Task requirements >> Pull from the data below each line where the word "first" occurs, and copy it.
════
use crate::{
    error::{Error, Result},
    runtime::{call::Call, value::TaggedValue},
};

use super::helpers::float_inputs;

fn int_op(call: &Call<'_>, op: fn(i64, i64) -> Option<i64>) -> Result<TaggedValue> {
    let a = call.int_input(0)?;
    let b = call.int_input(1)?;
    op(a, b)
        .map(TaggedValue::int)
        .ok_or_else(|| call.raise(format!("integer overflow in {}({}, {})", call.name(), a, b)))
}

pub(super) fn builtin_add_i(call: &mut Call<'_>) -> Result<TaggedValue> {
    int_op(call, i64::checked_add)
}

pub(super) fn builtin_add_f(call: &mut Call<'_>) -> Result<TaggedValue> {
    Ok(TaggedValue::float(call.float_input(0)? + call.float_input(1)?))
}

pub(super) fn builtin_sub_i(call: &mut Call<'_>) -> Result<TaggedValue> {
    int_op(call, i64::checked_sub)
}

pub(super) fn builtin_sub_f(call: &mut Call<'_>) -> Result<TaggedValue> {
    Ok(TaggedValue::float(call.float_input(0)? - call.float_input(1)?))
}

pub(super) fn builtin_mult_i(call: &mut Call<'_>) -> Result<TaggedValue> {
    int_op(call, i64::checked_mul)
}

pub(super) fn builtin_mult_f(call: &mut Call<'_>) -> Result<TaggedValue> {
    Ok(TaggedValue::float(call.float_input(0)? * call.float_input(1)?))
}

pub(super) fn builtin_div(call: &mut Call<'_>) -> Result<TaggedValue> {
    let divisor = call.float_input(1)?;
    if divisor == 0.0 {
        return Err(Error::runtime("division by zero"));
    }
    Ok(TaggedValue::float(call.float_input(0)? / divisor))
}

pub(super) fn builtin_less_than(call: &mut Call<'_>) -> Result<TaggedValue> {
    Ok(TaggedValue::bool(call.float_input(0)? < call.float_input(1)?))
}

pub(super) fn builtin_greater_than(call: &mut Call<'_>) -> Result<TaggedValue> {
    Ok(TaggedValue::bool(call.float_input(0)? > call.float_input(1)?))
}

/// Mean of the inputs. Feedback signals for one term are combined with it.
pub(super) fn builtin_average(call: &mut Call<'_>) -> Result<TaggedValue> {
    let values = float_inputs(call)?;
    if values.is_empty() {
        return Ok(TaggedValue::float(0.0));
    }
    Ok(TaggedValue::float(values.iter().sum::<f64>() / values.len() as f64))
}
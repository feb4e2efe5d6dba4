use crate::{
    error::{Error, Result},
    graph::TermId,
    runtime::{
        function::{Function, FunctionId},
        types::{TypeId, TypeRegistry},
        value::TaggedValue,
    },
    world::World,
};

/// What a native function sees while it runs: the input values already read
/// from the frame stack, the calling term, and the call's hidden state slot.
pub struct Call<'a> {
    world: &'a World,
    caller: TermId,
    function: FunctionId,
    inputs: &'a [TaggedValue],
    state: &'a mut TaggedValue,
}

impl<'a> Call<'a> {
    pub fn new(
        world: &'a World,
        caller: TermId,
        function: FunctionId,
        inputs: &'a [TaggedValue],
        state: &'a mut TaggedValue,
    ) -> Self {
        Self {
            world,
            caller,
            function,
            inputs,
            state,
        }
    }

    pub fn world(&self) -> &World {
        self.world
    }

    pub fn types(&self) -> &TypeRegistry {
        &self.world.types
    }

    pub fn caller(&self) -> TermId {
        self.caller
    }

    pub fn function(&self) -> &Function {
        self.world.function(self.function)
    }

    pub fn name(&self) -> &str {
        &self.function().name
    }

    /// Declared type of the calling term.
    pub fn output_type(&self) -> TypeId {
        self.world.term(self.caller).type_id
    }

    pub fn num_inputs(&self) -> usize {
        self.inputs.len()
    }

    pub fn inputs(&self) -> &[TaggedValue] {
        self.inputs
    }

    pub fn input(&self, index: usize) -> Result<&TaggedValue> {
        self.inputs.get(index).ok_or_else(|| {
            Error::internal(format!(
                "{} read input {} of {}",
                self.name(),
                index,
                self.inputs.len()
            ))
        })
    }

    pub fn int_input(&self, index: usize) -> Result<i64> {
        self.input(index)?.as_int()
    }

    pub fn float_input(&self, index: usize) -> Result<f64> {
        self.input(index)?.to_float()
    }

    pub fn bool_input(&self, index: usize) -> Result<bool> {
        self.input(index)?.as_bool()
    }

    pub fn string_input(&self, index: usize) -> Result<&str> {
        self.input(index)?.as_str()
    }

    pub fn list_input(&self, index: usize) -> Result<&[TaggedValue]> {
        self.input(index)?.as_list()
    }

    /// The term wired to input `index` of the caller.
    pub fn input_term(&self, index: usize) -> Result<TermId> {
        self.world
            .term(self.caller)
            .input(index)
            .ok_or_else(|| Error::internal(format!("{} input {} is not connected", self.caller, index)))
    }

    /// The hidden state slot. Null the first time a call runs.
    pub fn state(&mut self) -> Result<&mut TaggedValue> {
        if !self.function().is_stateful() {
            return Err(Error::internal(format!(
                "{} is not stateful but asked for state",
                self.name()
            )));
        }
        Ok(&mut *self.state)
    }

    pub fn raise(&self, message: impl Into<String>) -> Error {
        Error::Runtime(message.into())
    }
}
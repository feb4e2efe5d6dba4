use tracing::trace;

use crate::{
    error::{Error, Result},
    graph::{IDENTIFIER, TermId},
    runtime::{
        NativeFn,
        call::Call,
        function::{FunctionId, FunctionKind},
        overload,
        types::builtin,
        value::TaggedValue,
    },
    world::World,
};

use super::Stack;

impl Stack {
    /// Evaluates one term against the current frames. Terms that open a
    /// nested branch push a frame and finish when that frame closes.
    pub fn evaluate(&mut self, world: &mut World, term: TermId) -> Result<()> {
        let fid = world.function_of(term)?;
        trace!(term = %term, function = %world.function(fid).name, "evaluate");
        self.evaluate_with(world, term, fid)
    }

    pub(crate) fn evaluate_with(
        &mut self,
        world: &mut World,
        term: TermId,
        fid: FunctionId,
    ) -> Result<()> {
        let kind = world.function(fid).kind.clone();
        match kind {
            FunctionKind::Value
            | FunctionKind::Input
            | FunctionKind::Case
            | FunctionKind::Branch => Ok(()),
            FunctionKind::Native(func) => self.call_native(world, term, fid, func),
            FunctionKind::Placeholder => Err(Error::runtime(format!(
                "function '{}' is not implemented",
                world.function(fid).name
            ))),
            FunctionKind::UnknownIdentifier => {
                let name = world
                    .term(term)
                    .property(IDENTIFIER)
                    .and_then(|v| v.as_str().ok().map(str::to_string))
                    .unwrap_or_else(|| world.unique_name(term));
                Err(Error::Key(name))
            }
            FunctionKind::Overloaded { overloads } => {
                let chosen = match overload::specialized_function(world, term) {
                    Some(chosen) => chosen,
                    None => {
                        let values = self.read_inputs(world, term);
                        overload::find_dynamic_overload(world, &overloads, &values)
                            .ok_or_else(|| overload_not_found(world, fid, &values))?
                    }
                };
                let chosen = world.function_declared_by(chosen)?;
                self.evaluate_with(world, term, chosen)
            }
            FunctionKind::Subroutine { body } => self.call_subroutine(world, term, fid, body),
            FunctionKind::IfBlock => self.enter_if_block(world, term),
            FunctionKind::ForLoop => self.enter_for_loop(world, term),
            FunctionKind::Return => self.do_return(world, term),
            FunctionKind::Assign => self.do_assign(world, term),
        }
    }

    fn call_native(
        &mut self,
        world: &mut World,
        term: TermId,
        fid: FunctionId,
        func: NativeFn,
    ) -> Result<()> {
        let inputs = self.read_inputs(world, term);
        check_arity(world, fid, inputs.len())?;
        let stateful = world.function(fid).is_stateful();
        let mut state = if stateful {
            self.take_state(world, term)
        } else {
            TaggedValue::null()
        };
        let result = {
            let mut call = Call::new(world, term, fid, &inputs, &mut state);
            func(&mut call)
        };
        if stateful {
            self.put_state(world, term, state);
        }
        let output = coerce_output(world, term, result?)?;
        self.write_value(world, term, output);
        Ok(())
    }

    fn do_assign(&mut self, world: &mut World, term: TermId) -> Result<()> {
        let target = world
            .term(term)
            .input(0)
            .ok_or_else(|| Error::runtime("assign has no target"))?;
        let value = match world.term(term).input(1) {
            Some(source) => self.read_value(world, source),
            None => TaggedValue::null(),
        };
        let value = coerce_output(world, target, value)?;
        let target_is_state = world
            .function_of(target)
            .is_ok_and(|f| world.function(f).is_stateful());
        if target_is_state {
            self.put_state(world, target, value.clone());
        }
        self.write_value(world, target, value.clone());
        self.write_value(world, term, value);
        Ok(())
    }
}

pub(super) fn check_arity(world: &World, fid: FunctionId, count: usize) -> Result<()> {
    let function = world.function(fid);
    if function.accepts_arity(count) {
        return Ok(());
    }
    Err(Error::runtime(format!(
        "wrong number of arguments to {}: expected {}{}, got {}",
        function.name,
        function.inputs.len(),
        if function.variable_args { "+" } else { "" },
        count
    )))
}

/// Casts a result to the term's declared type; `any` and `void` accept all.
pub(super) fn coerce_output(world: &World, term: TermId, value: TaggedValue) -> Result<TaggedValue> {
    let declared = world.term(term).type_id;
    if declared == builtin::ANY || declared == builtin::VOID || value.type_id() == declared {
        return Ok(value);
    }
    world.types.cast(&value, declared)
}

fn overload_not_found(world: &World, fid: FunctionId, values: &[TaggedValue]) -> Error {
    let types: Vec<&str> = values
        .iter()
        .map(|v| world.types.name(v.type_id()))
        .collect();
    Error::runtime(format!(
        "overload not found: {}({})",
        world.function(fid).name,
        types.join(", ")
    ))
}
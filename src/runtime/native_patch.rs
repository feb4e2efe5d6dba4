//! Binding native implementations to declared functions.
//!
//! A branch can declare functions by signature alone (`FunctionKind::Placeholder`).
//! A patch table then supplies the implementations by name. The kernel is
//! built this way, and hosts can patch their own branches the same way.

use tracing::{debug, warn};

use crate::{
    error::Result,
    graph::BranchId,
    runtime::{builtin_function::BuiltinFunction, function::FunctionKind},
    world::World,
};

#[derive(Debug, Default, Clone, PartialEq, Eq)]
pub struct PatchReport {
    pub patched: Vec<&'static str>,
    pub unmatched: Vec<&'static str>,
}

/// Replaces the evaluation of each function in `branch` whose name matches a
/// patch entry. Already patched functions are replaced again.
pub fn apply_native_patch(
    world: &mut World,
    branch: BranchId,
    patch: &[BuiltinFunction],
) -> Result<PatchReport> {
    let mut report = PatchReport::default();
    for entry in patch {
        let target = world
            .branch(branch)
            .get_local(entry.name)
            .and_then(|decl| world.function_declared_by(decl).ok());
        let Some(fid) = target else {
            report.unmatched.push(entry.name);
            continue;
        };
        let function = world.function_mut(fid);
        match function.kind {
            FunctionKind::Placeholder | FunctionKind::Native(_) => {
                function.kind = FunctionKind::Native(entry.func);
                report.patched.push(entry.name);
            }
            _ => report.unmatched.push(entry.name),
        }
    }
    if !report.unmatched.is_empty() {
        warn!(unmatched = ?report.unmatched, "native patch entries without a placeholder");
    }
    debug!(patched = report.patched.len(), "applied native patch");
    Ok(report)
}
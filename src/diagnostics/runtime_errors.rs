use crate::error::Error;

use super::{ErrorCode, ErrorType};

pub const WRONG_NUMBER_OF_ARGUMENTS: ErrorCode = ErrorCode {
    code: "E1000",
    title: "WRONG NUMBER OF ARGUMENTS",
    error_type: ErrorType::Runtime,
    message: "{}",
    hint: None,
};

pub const FUNCTION_NOT_IMPLEMENTED: ErrorCode = ErrorCode {
    code: "E1002",
    title: "FUNCTION NOT IMPLEMENTED",
    error_type: ErrorType::Runtime,
    message: "{}",
    hint: Some("Native functions are attached with a native patch at startup."),
};

pub const BUILTIN_ERROR: ErrorCode = ErrorCode {
    code: "E1003",
    title: "BUILTIN FUNCTION ERROR",
    error_type: ErrorType::Runtime,
    message: "{}",
    hint: None,
};

pub const RUNTIME_TYPE_ERROR: ErrorCode = ErrorCode {
    code: "E1004",
    title: "TYPE ERROR",
    error_type: ErrorType::Runtime,
    message: "Expected {}, got {}.",
    hint: None,
};

pub const DIVISION_BY_ZERO_RUNTIME: ErrorCode = ErrorCode {
    code: "E1008",
    title: "DIVISION BY ZERO",
    error_type: ErrorType::Runtime,
    message: "Cannot divide by zero.",
    hint: Some("Check divisor is non-zero before division."),
};

pub const OVERLOAD_NOT_FOUND: ErrorCode = ErrorCode {
    code: "E1010",
    title: "OVERLOAD NOT FOUND",
    error_type: ErrorType::Runtime,
    message: "{}",
    hint: Some("No candidate accepts the argument types at run time."),
};

pub const STACK_OVERFLOW: ErrorCode = ErrorCode {
    code: "E1011",
    title: "STACK OVERFLOW",
    error_type: ErrorType::Runtime,
    message: "{}",
    hint: Some("Raise max_frames in the config or check for unbounded recursion."),
};

pub const STORAGE_ERROR: ErrorCode = ErrorCode {
    code: "E1012",
    title: "STORAGE ERROR",
    error_type: ErrorType::Runtime,
    message: "{}",
    hint: None,
};

pub const UNKNOWN_IDENTIFIER_RUNTIME: ErrorCode = ErrorCode {
    code: "E1013",
    title: "UNKNOWN IDENTIFIER",
    error_type: ErrorType::Runtime,
    message: "Name `{}` is not defined.",
    hint: None,
};

pub const INTERNAL_ERROR: ErrorCode = ErrorCode {
    code: "E1099",
    title: "INTERNAL ERROR",
    error_type: ErrorType::Runtime,
    message: "{}",
    hint: Some("This is an interpreter bug, not a problem in the program."),
};

/// Picks the error code that describes `err`.
pub fn classify(err: &Error) -> &'static ErrorCode {
    match err {
        Error::Type { .. } => &RUNTIME_TYPE_ERROR,
        Error::Key(_) => &UNKNOWN_IDENTIFIER_RUNTIME,
        Error::Storage(_) | Error::Script(_) => &STORAGE_ERROR,
        Error::Internal(_) => &INTERNAL_ERROR,
        Error::Runtime(message) => {
            if message.contains("wrong number of arguments") {
                &WRONG_NUMBER_OF_ARGUMENTS
            } else if message.contains("division by zero") {
                &DIVISION_BY_ZERO_RUNTIME
            } else if message.contains("not implemented") {
                &FUNCTION_NOT_IMPLEMENTED
            } else if message.starts_with("overload not found") {
                &OVERLOAD_NOT_FOUND
            } else if message.starts_with("stack overflow") {
                &STACK_OVERFLOW
            } else {
                &BUILTIN_ERROR
            }
        }
    }
}

/// The message a diagnostic for `err` should carry.
pub fn describe(err: &Error) -> String {
    match err {
        Error::Type { expected, found } => {
            super::format_message(RUNTIME_TYPE_ERROR.message, &[expected, found])
        }
        Error::Key(name) => super::format_message(UNKNOWN_IDENTIFIER_RUNTIME.message, &[name]),
        Error::Runtime(message) if message.contains("division by zero") => {
            DIVISION_BY_ZERO_RUNTIME.message.to_string()
        }
        Error::Runtime(message)
        | Error::Internal(message)
        | Error::Storage(message)
        | Error::Script(message) => message.clone(),
    }
}
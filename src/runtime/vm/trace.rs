use std::fmt;

use crate::{
    diagnostics::{
        Diagnostic, ErrorCode,
        runtime_errors::{classify, describe},
        term_location,
    },
    error::Error,
    graph::TermId,
    runtime::frame::{Frame, FrameKind},
    world::World,
};

/// One line of a stack trace, innermost first.
#[derive(Debug, Clone, PartialEq, Eq)]
pub struct TraceEntry {
    pub name: String,
    pub location: Option<String>,
}

/// A program error together with where the stack stood when it happened.
#[derive(Debug, Clone)]
pub struct RuntimeFailure {
    pub error: Error,
    pub message: String,
    pub code: &'static ErrorCode,
    pub term: Option<TermId>,
    pub location: Option<String>,
    pub trace: Vec<TraceEntry>,
}

impl RuntimeFailure {
    pub fn new(world: &World, frames: &[Frame], term: Option<TermId>, error: Error) -> Self {
        let trace = frames
            .iter()
            .rev()
            .map(|frame| TraceEntry {
                name: frame_name(world, frame),
                location: frame_location(world, frame),
            })
            .collect();
        Self {
            message: describe(&error),
            code: classify(&error),
            location: term
                .filter(|t| world.contains_term(*t))
                .map(|t| term_location(world, t)),
            error,
            term,
            trace,
        }
    }

    pub fn to_diagnostic(&self) -> Diagnostic {
        let mut diag = Diagnostic::make_error_dynamic(self.code, self.message.clone());
        if let Some(term) = self.term {
            diag = diag.with_term(term);
        }
        if let Some(location) = &self.location {
            diag = diag.with_location(location.clone());
        }
        if let Some(hint) = self.code.hint {
            diag = diag.with_hint(hint);
        }
        diag
    }

    /// Diagnostic text followed by the stack trace.
    pub fn render(&self, use_color: bool) -> String {
        let mut rendered = self.to_diagnostic().render_with(use_color);
        if !self.trace.is_empty() {
            rendered.push_str("\nStack trace:");
            for entry in &self.trace {
                rendered.push_str("\n  at ");
                rendered.push_str(&entry.name);
                if let Some(location) = &entry.location {
                    rendered.push_str(" (");
                    rendered.push_str(location);
                    rendered.push(')');
                }
            }
            rendered.push('\n');
        }
        rendered
    }
}

impl fmt::Display for RuntimeFailure {
    fn fmt(&self, f: &mut fmt::Formatter<'_>) -> fmt::Result {
        write!(f, "[{}] {}", self.code.code, self.message)
    }
}

fn frame_name(world: &World, frame: &Frame) -> String {
    match &frame.kind {
        FrameKind::Root => "<root>".to_string(),
        FrameKind::Subroutine { function, .. } => world.function(*function).name.clone(),
        FrameKind::Case { case_index, .. } => format!("if case {}", case_index),
        FrameKind::Iteration { index, .. } => format!("for iteration {}", index),
    }
}

fn frame_location(world: &World, frame: &Frame) -> Option<String> {
    let branch = world.try_branch(frame.branch)?;
    let index = frame.current_index()?;
    let term = branch.get(index)?;
    Some(term_location(world, term))
}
════
Task solution >>
    /// The hidden state slot. Null the first time a call runs.
/// One line of a stack trace, innermost first.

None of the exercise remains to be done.